IBM's computer would indeed come to answer a dizzying variety of questionsâand would raise one of its own. With machines like this in our future, what do we need to store in our own heads? This question, of course, has been recurring since the dawn of the Internet, the arrival of the calculator, and even earlier. With each advance, people have made internal adjustments and assigned ever larger quantities of memory, math, geography, and more to manmade tools. It makes sense. Why not use the resources at hand? In the coming age, it seems, forgoing an effective answering tool will be like volunteering for a lobotomy.
In a sense, many of us living through this information revolution share something with the medieval monks who were ambushed by the last one. They spent years of their lives memorizing sacred texts that would soon be spilling off newfangled printing presses. They could have saved lots of time, and presumably freed up loads of capacity, by archiving those texts on shelves. (No need to discuss here whether the monks were eager for “free time,” a concept dangerously close to Sloth, the fourth of the Seven Deadly Sins.) In the same way, much of the knowledge we have stuffed into our heads over the years has been rendered superfluous by new machinery.

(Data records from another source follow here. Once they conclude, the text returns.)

//! SVG rendering: one box per node, one arrow per edge.
//!
//! A node at grid `(x, y)` is drawn at
//! `(x * x_step + offset, y * y_step + offset)`. Edges run from the middle
//! of the parent's right side to the middle of the child's left side. Boxes
//! are emitted once even when a node has several parents.

use std::collections::HashSet;
use std::io::{self, Write};

use dagplot_core::{DagNode, Forest, NodeId};

use crate::config::SvgConfig;

const ARROW_MARKER_ID: &str = "arrow";

/// Cut `name` to `max_len` characters, appending `...` when shortened.
#[must_use]
pub fn truncate_label(name: &str, max_len: usize) -> String {
    if name.chars().count() <= max_len {
        return name.to_string();
    }
    let mut label: String = name.chars().take(max_len).collect();
    label.push_str("...");
    label
}

/// Escape the five XML special characters.
#[must_use]
pub fn escape_xml(text: &str) -> String {
    let mut escaped = String::with_capacity(text.len());
    for c in text.chars() {
        match c {
            '&' => escaped.push_str("&amp;"),
            '<' => escaped.push_str("&lt;"),
            '>' => escaped.push_str("&gt;"),
            '"' => escaped.push_str("&quot;"),
            '\'' => escaped.push_str("&apos;"),
            _ => escaped.push(c),
        }
    }
    escaped
}

struct Geometry<'a> {
    config: &'a SvgConfig,
}

impl Geometry<'_> {
    /// Top-left corner of the node's box. Unpositioned nodes sit at the origin.
    fn corner(&self, node: &DagNode) -> (usize, usize) {
        let (x, y) = node.position().unwrap_or((0, 0));
        (
            x * self.config.x_step() + self.config.offset,
            y * self.config.y_step() + self.config.offset,
        )
    }

    const fn mid_height(&self) -> usize {
        self.config.node_height / 2
    }
}

pub fn write_svg(forest: &Forest, config: &SvgConfig, out: &mut dyn Write) -> io::Result<()> {
    let extent = forest.extent();
    let width = extent.columns * config.x_step() + config.offset;
    let height = extent.rows * config.y_step() + config.offset;

    writeln!(out, r#"<?xml version="1.0" encoding="UTF-8"?>"#)?;
    writeln!(
        out,
        r#"<svg xmlns="http://www.w3.org/2000/svg" version="1.1" baseProfile="full" viewBox="0 0 {width} {height}">"#
    )?;
    writeln!(out, "<title>{}</title>", escape_xml(&config.title))?;
    writeln!(out, "<desc>Generated by dagplot</desc>")?;
    write_defs(config, out)?;
    write_style(config, out)?;

    let geometry = Geometry { config };
    let mut drawn: HashSet<NodeId> = HashSet::with_capacity(forest.len());

    // (node, parent) in pre-order; the edge is drawn before the child box.
    let mut stack: Vec<(NodeId, Option<NodeId>)> =
        forest.roots().iter().rev().map(|&id| (id, None)).collect();
    while let Some((id, parent)) = stack.pop() {
        if let Some(parent) = parent {
            write_edge(&geometry, forest.node(parent), forest.node(id), out)?;
        }
        if !drawn.insert(id) {
            continue;
        }
        let node = forest.node(id);
        write_node(&geometry, node, out)?;
        stack.extend(node.children().iter().rev().map(|&c| (c, Some(id))));
    }

    writeln!(out, "</svg>")
}

fn write_defs(config: &SvgConfig, out: &mut dyn Write) -> io::Result<()> {
    writeln!(out, "<defs>")?;
    writeln!(
        out,
        r#" <marker id="{ARROW_MARKER_ID}" viewBox="0 0 10 10" refX="5" refY="5" markerWidth="12" markerHeight="12" orient="auto-start-reverse">"#
    )?;
    writeln!(
        out,
        r#"  <path d="M 0 0 L 10 5 L 0 10 z" fill="{}" />"#,
        escape_xml(&config.edge_color)
    )?;
    writeln!(out, " </marker>")?;
    writeln!(out, "</defs>")
}

fn write_style(config: &SvgConfig, out: &mut dyn Write) -> io::Result<()> {
    writeln!(out, r#"<style type="text/css">"#)?;
    writeln!(
        out,
        "rect {{ stroke: {}; fill: {}; }}",
        escape_xml(&config.node_stroke),
        escape_xml(&config.node_fill)
    )?;
    writeln!(out, "text {{ fill: #000; font-family: Arial, Sans-serif; }}")?;
    writeln!(out, "line {{ stroke: {}; }}", escape_xml(&config.edge_color))?;
    writeln!(out, "</style>")
}

fn write_node(geometry: &Geometry<'_>, node: &DagNode, out: &mut dyn Write) -> io::Result<()> {
    let config = geometry.config;
    let (left, top) = geometry.corner(node);
    let label = escape_xml(&truncate_label(node.name(), config.label_max_len));

    writeln!(
        out,
        r#"<rect x="{left}" y="{top}" width="{}" height="{}" />"#,
        config.node_width, config.node_height
    )?;
    writeln!(
        out,
        r#"<text x="{}" y="{}" text-anchor="middle" dominant-baseline="middle">{label}</text>"#,
        left + config.node_width / 2,
        top + geometry.mid_height()
    )
}

fn write_edge(
    geometry: &Geometry<'_>,
    from: &DagNode,
    to: &DagNode,
    out: &mut dyn Write,
) -> io::Result<()> {
    let (from_left, from_top) = geometry.corner(from);
    let (to_left, to_top) = geometry.corner(to);
    writeln!(
        out,
        r#"<line x1="{}" y1="{}" x2="{to_left}" y2="{}" marker-end="url(#{ARROW_MARKER_ID})" />"#,
        from_left + geometry.config.node_width,
        from_top + geometry.mid_height(),
        to_top + geometry.mid_height()
    )
}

So what does this say about Ken Jennings and Brad Rutter, the humans preparing to wage cognitive war with Watson? Are they relics? Sure, they might win this round. But the long-term prognosis is grim. Garry Kasparov, the chess master who fell to IBM's Deep Blue, recently wrote that the golden age of man-machine battles in chess lasted from 1994 to 2004. Before that decade, machines were too dumb; after it, the roles were reversed. While knowledge tools, including Watson, relentlessly advance, our flesh-and-blood brains, some argue, have stayed more or less the same for forty thousand years, treading evolutionary water from the Cro-Magnon cave painters to Quentin Tarantino.
A few decades ago, know-it-alls like Ken Jennings seemed to be the model of human intelligence. They aced exams. They had dozens of facts at their fingertips. In one quiz show that predated
Jeopardy, College Bowl,
teams of the brainiest students would battle one another for the honor of their universities. Later in life, people turned to them in boardrooms, university halls, and cocktail parties for answers. Public education has been designed, in large part, to equip millions with a ready supply of factual answers. But if Watson can top them, what is this kind of intelligence worth?